Sepatu impor Vietnam mengancam sepatu lokal, pelaku industri menyiapkan strategi



KONTAN.CO.ID - JAKARTA. Maraknya impor sepatu dari Vietnam ke Indonesia diduga karena menguatnya permintaan pasar di dalam negeri. Selain itu, harganya pun cukup bersaing dengan produk lokal.

Menurut Firman Bakri, Direktur Eksekutif Asosiasi Produsen Sepatu Indonesia (Aprisindo) terjadi kenaikan impor dari negara tersebut hingga dobel digit sampai Juni 2019. Mengutip data Badan Pusat Statistik (BPS), sampai bulan Juni tahun ini impor sepatu alas kaki dari Vietnam ke Indonesia sudah menembus US$ 97,5 juta.

Nilai impor tersebut sudah setara dengan total impor alas kaki Vietnam pada 2016 yang masih US$ 95,7 juta. "Impor ini akan bersaing langsung dengan indutri UMKM dan IKM lokal yang masuk pada produk sepatu murah," sebut Firman kepada Kontan.co.id, Senin (7/10).


Baca Juga: Ada indikasi jastip barang impor nakal, Bea Cukai perketat pengawasan

Ramainya barang impor ini kata Firman tak lain disebabkan masih besarnya permintaan sepatu murah, serta importasi barang alas kaki ini ke Indonesia terbilang mudah. Apakah semua produk impor yang masuk itu berlabel tiruan alias KW? Menurut Firman tidak dapat dipukul rata semua.
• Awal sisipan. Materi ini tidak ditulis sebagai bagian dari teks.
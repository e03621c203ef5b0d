//! Directory-backed key/value store with freshness and retention windows.
//!
//! Each entry is one JSON file named after its (already normalized) key:
//!
//! ```json
//! {
//!   "key": "npm-svelte",
//!   "data": "{\"tags\":[],\"title\":\"svelte\"}",
//!   "created_at": "2026-10-16T09:12:44Z"
//! }
//! ```
//!
//! Two windows govern an entry's life:
//!
//! - **freshness** - after this age [`CacheStore::get`] treats the entry as a miss
//! - **retention** - after this age the file is deleted, either lazily by `get`
//!   or eagerly by [`CacheStore::prune`]
//!
//! Reads never fail: a missing, unreadable or corrupt entry is a miss.

use super::CacheError;
use crate::utils::fs::{atomic_write, ensure_dir};
use chrono::{DateTime, Utc};
use serde::{Deserialize, Serialize};
use std::path::{Path, PathBuf};
use std::time::Duration;
use tokio::fs;
use tracing::debug;

const ENTRY_EXTENSION: &str = "json";

/// Freshness and retention windows for cached entries.
#[derive(Debug, Clone, Copy, PartialEq, Eq)]
pub struct ExpiryPolicy {
    /// Entries older than this are served as misses.
    pub freshness: Duration,
    /// Entries older than this are deleted.
    pub retention: Duration,
}

impl Default for ExpiryPolicy {
    fn default() -> Self {
        Self {
            freshness: crate::constants::DEFAULT_FRESHNESS,
            retention: crate::constants::DEFAULT_RETENTION,
        }
    }
}

#[derive(Debug, Serialize, Deserialize)]
struct CacheEntry {
    key: String,
    data: String,
    created_at: DateTime<Utc>,
}

impl CacheEntry {
    fn age(&self, now: DateTime<Utc>) -> Duration {
        (now - self.created_at).to_std().unwrap_or(Duration::ZERO)
    }
}

/// Result of a [`CacheStore::prune`] sweep.
#[derive(Debug, Clone, Copy, Default, PartialEq, Eq)]
pub struct PruneStats {
    /// Entries removed because they outlived the retention window.
    pub expired: usize,
    /// Entries removed because they could not be read or parsed.
    pub corrupt: usize,
    /// Entries left in place.
    pub kept: usize,
}

/// Snapshot of the cache directory for `catalog-enrich cache info`.
#[derive(Debug, Clone, Copy, Default, PartialEq, Eq)]
pub struct CacheStats {
    /// Entries within the freshness window.
    pub fresh: usize,
    /// Entries past freshness but still retained.
    pub stale: usize,
    /// Entries past retention, awaiting pruning.
    pub expired: usize,
    /// Files that are not valid entries.
    pub corrupt: usize,
    /// Total size of all entry files in bytes.
    pub bytes: u64,
}

/// The persistent cache shared by every fetcher in one pipeline run.
///
/// Safe to share behind an [`Arc`](std::sync::Arc): entries for different keys
/// live in different files, and writes to the same key are atomic renames, so
/// the last writer wins without corrupting the entry.
#[derive(Debug)]
pub struct CacheStore {
    dir: PathBuf,
    policy: ExpiryPolicy,
}

impl CacheStore {
    /// Opens (and creates if needed) the cache directory.
    ///
    /// # Errors
    ///
    /// - [`CacheError::InvalidPolicy`] if freshness exceeds retention
    /// - [`CacheError::Io`] if the directory cannot be created
    pub fn open(dir: impl Into<PathBuf>, policy: ExpiryPolicy) -> Result<Self, CacheError> {
        if policy.freshness > policy.retention {
            return Err(CacheError::InvalidPolicy {
                freshness: policy.freshness,
                retention: policy.retention,
            });
        }

        let dir = dir.into();
        ensure_dir(&dir).map_err(|source| CacheError::Io {
            operation: "create directory",
            path: dir.clone(),
            source,
        })?;

        Ok(Self {
            dir,
            policy,
        })
    }

    /// The cache directory.
    #[must_use]
    pub fn dir(&self) -> &Path {
        &self.dir
    }

    fn entry_path(&self, key: &str) -> PathBuf {
        self.dir.join(format!("{key}.{ENTRY_EXTENSION}"))
    }

    /// Reads a fresh entry.
    ///
    /// Returns `None` on any miss: absent, unreadable, corrupt, stale or past
    /// retention. Entries past retention are deleted on the way out.
    pub async fn get(&self, key: &str) -> Option<String> {
        let path = self.entry_path(key);

        let content = match fs::read_to_string(&path).await {
            Ok(content) => content,
            Err(err) => {
                if err.kind() != std::io::ErrorKind::NotFound {
                    debug!(target: "cache", "Unreadable cache entry {}: {}", path.display(), err);
                }
                return None;
            }
        };

        let entry: CacheEntry = match serde_json::from_str(&content) {
            Ok(entry) => entry,
            Err(err) => {
                debug!(target: "cache", "Corrupt cache entry {}: {}", path.display(), err);
                return None;
            }
        };

        if entry.key != key {
            debug!(target: "cache", "Cache entry {} belongs to key {}", path.display(), entry.key);
            return None;
        }

        let age = entry.age(Utc::now());
        if age >= self.policy.retention {
            debug!(target: "cache", "Removing expired cache entry {}", key);
            let _ = fs::remove_file(&path).await;
            return None;
        }
        if age >= self.policy.freshness {
            debug!(target: "cache", "Cache entry {} is stale", key);
            return None;
        }

        Some(entry.data)
    }

    /// Stores `value` under `key`, stamped with the current time.
    ///
    /// # Errors
    ///
    /// Returns an error if the entry cannot be serialized or written.
    pub async fn set(&self, key: &str, value: String) -> Result<(), CacheError> {
        self.set_at(key, value, Utc::now()).await
    }

    pub(crate) async fn set_at(
        &self,
        key: &str,
        value: String,
        created_at: DateTime<Utc>,
    ) -> Result<(), CacheError> {
        let entry = CacheEntry {
            key: key.to_string(),
            data: value,
            created_at,
        };
        let content = serde_json::to_vec_pretty(&entry)?;
        let path = self.entry_path(key);

        let target = path.clone();
        tokio::task::spawn_blocking(move || atomic_write(&target, &content))
            .await?
            .map_err(|source| CacheError::Io {
                operation: "write entry",
                path,
                source,
            })
    }

    /// Deletes entries past retention and entries that cannot be parsed.
    ///
    /// # Errors
    ///
    /// Returns an error if the directory cannot be listed. Failures to delete
    /// individual files are logged and counted as kept.
    pub async fn prune(&self) -> Result<PruneStats, CacheError> {
        let now = Utc::now();
        let mut stats = PruneStats::default();

        for path in self.entry_files().await? {
            let corrupt = match read_entry(&path).await {
                Some(entry) if entry.age(now) < self.policy.retention => {
                    stats.kept += 1;
                    continue;
                }
                Some(_) => false,
                None => true,
            };

            if let Err(err) = fs::remove_file(&path).await {
                debug!(target: "cache", "Failed to remove {}: {}", path.display(), err);
                stats.kept += 1;
            } else if corrupt {
                stats.corrupt += 1;
            } else {
                stats.expired += 1;
            }
        }

        Ok(stats)
    }

    /// Deletes every entry, returning how many were removed.
    ///
    /// # Errors
    ///
    /// Returns an error if the directory cannot be listed or a file cannot be removed.
    pub async fn clear(&self) -> Result<usize, CacheError> {
        let mut removed = 0;
        for path in self.entry_files().await? {
            fs::remove_file(&path).await.map_err(|source| CacheError::Io {
                operation: "remove entry",
                path: path.clone(),
                source,
            })?;
            removed += 1;
        }
        Ok(removed)
    }

    /// Classifies every entry by age without modifying anything.
    ///
    /// # Errors
    ///
    /// Returns an error if the directory cannot be listed.
    pub async fn stats(&self) -> Result<CacheStats, CacheError> {
        let now = Utc::now();
        let mut stats = CacheStats::default();

        for path in self.entry_files().await? {
            if let Ok(metadata) = fs::metadata(&path).await {
                stats.bytes += metadata.len();
            }
            match read_entry(&path).await {
                None => stats.corrupt += 1,
                Some(entry) => {
                    let age = entry.age(now);
                    if age >= self.policy.retention {
                        stats.expired += 1;
                    } else if age >= self.policy.freshness {
                        stats.stale += 1;
                    } else {
                        stats.fresh += 1;
                    }
                }
            }
        }

        Ok(stats)
    }

    async fn entry_files(&self) -> Result<Vec<PathBuf>, CacheError> {
        let io_error = |source| CacheError::Io {
            operation: "list directory",
            path: self.dir.clone(),
            source,
        };

        let mut entries = fs::read_dir(&self.dir).await.map_err(io_error)?;
        let mut files = Vec::new();
        while let Some(entry) = entries.next_entry().await.map_err(io_error)? {
            let path = entry.path();
            if path.extension().is_some_and(|ext| ext == ENTRY_EXTENSION) {
                files.push(path);
            }
        }
        files.sort();
        Ok(files)
    }
}

async fn read_entry(path: &Path) -> Option<CacheEntry> {
    let content = fs::read_to_string(path).await.ok()?;
    serde_json::from_str(&content).ok()
}
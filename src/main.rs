//! catalog-enrich CLI entry point
//!
//! Parses arguments, runs the command and renders failures with
//! [`user_friendly_error`] before exiting with status 1.

use anyhow::Result;
use catalog_enrich::cli;
use catalog_enrich::core::user_friendly_error;
use clap::Parser;

#[tokio::main]
async fn main() -> Result<()> {
    let cli = cli::Cli::parse();

    #[cfg(windows)]
    colored::control::set_virtual_terminal(true).ok();

    match cli.execute().await {
        Ok(()) => Ok(()),
        Err(e) => {
            let error_ctx = user_friendly_error(e);
            error_ctx.display();
            std::process::exit(1);
        }
    }
}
Ada dua kelompok produk impor sepatu yang masuk, pertama kelompok impor untuk sepatu yang memang asli atau branded. Seperti yang diketahui, Vietnam memiliki banyak pabrikan sepatu yang bermerek global. Sementara kelompok sepatu impor kedua ialah barang KW yang biasanya ditemukan di pasar tradisional.

Aprisindo berharap ada perhatian dari pemerintah jika ada praktik-praktik pelanggaran hukum harus bisa ditertibkan. Kemudian penting juga digalakkan lagi upaya untuk mendorong penggunaan produk dalam negeri di instansi-instansi yang ada di dalam negeri.

Mengenai besar pasar nasional, Aprisindo tak memegang data yang rigid. Namun diperkirakan dengan jumlah populasi mencapai 200 juta jiwa dan rata-rata konsumsi sepatu di dalam negeri bisa dua pasang setahun, maka diproyeksikan 500 juta pasang sepatu yang diperjualbelikan di pasar domestik.

Baca Juga: Tergiur belanja di Marketplace Facebook, ikuti panduan ini

Persaingan di lokal

Sementara itu bagi merek lokal seperti PT GF Indonesia, produk impor tentu berdampak bagi pasar dalam negeri. Namun produsen sepatu merek Eagle itu tak kehilangan akal tetap mengembangkan produknya di tengah persaingan pasar lokal.

Menurut Cindy Jane, Direktur Pemasaran PT GF Indonesia, pihaknya memang fokus membidik pasar lokal dengan porsi penjualan hampir 70%, sedangkan sisanya 30% untuk ekspor. "Kami optimistis karena punya kualitas dan material yang bagus," kata Cindy kepada Kontan.co.id, Senin (7/10).

Metode soft selling dengan memanfaatkan jaringan komunitas dan media sosial menjadi kunci GF indonesia bersaing di pasaran. Hingga kini GT Indonesia juga tidak memiliki toko fisik sendiri.

Baca Juga: Kenaikan tarif impor gerus laba, perusahaan Asia memilih pulang kampung

Sekitar 60% produk dipasarkan menggunakan jaringan distribusi konvensional. Sekitar 20%-25% didistribusikan melalui toko ritel atau marketplace. Sedangkan sisanya dijual ke segmen korporasi.

Berbeda dengan GF Indonesia, PT Sepatu Bata Tbk (BATA) memilih strategi dengan tetap menambah gerai. Sepatu Bata bahkan mengalokasikan dana belanja modal sebesar Rp 60 miliar pada tahun ini untuk ekspansi gerai ritel dan pemeliharaan mesin.

Tak hanya membuka gerai baru, manajemen juga merenovasi gerai lama dengan konsep red angle serta menerapkan strategi new arrival every Friday. Pembukaan gerai baru lebih menyasar daerah yang sebelumnya belum terdapat gerai BATA.

Catatan Kontan.co.id, BATA menargetkan membuka 50 gerai baru dan melakukan renovasi terhadap 50 gerai lama miliknya. Ekspansi ritel saat ini menjadi andalan pasalnya 99% penjualan BATA menyasar domestik, hanya 1% saja yang untuk tujuan ekspor.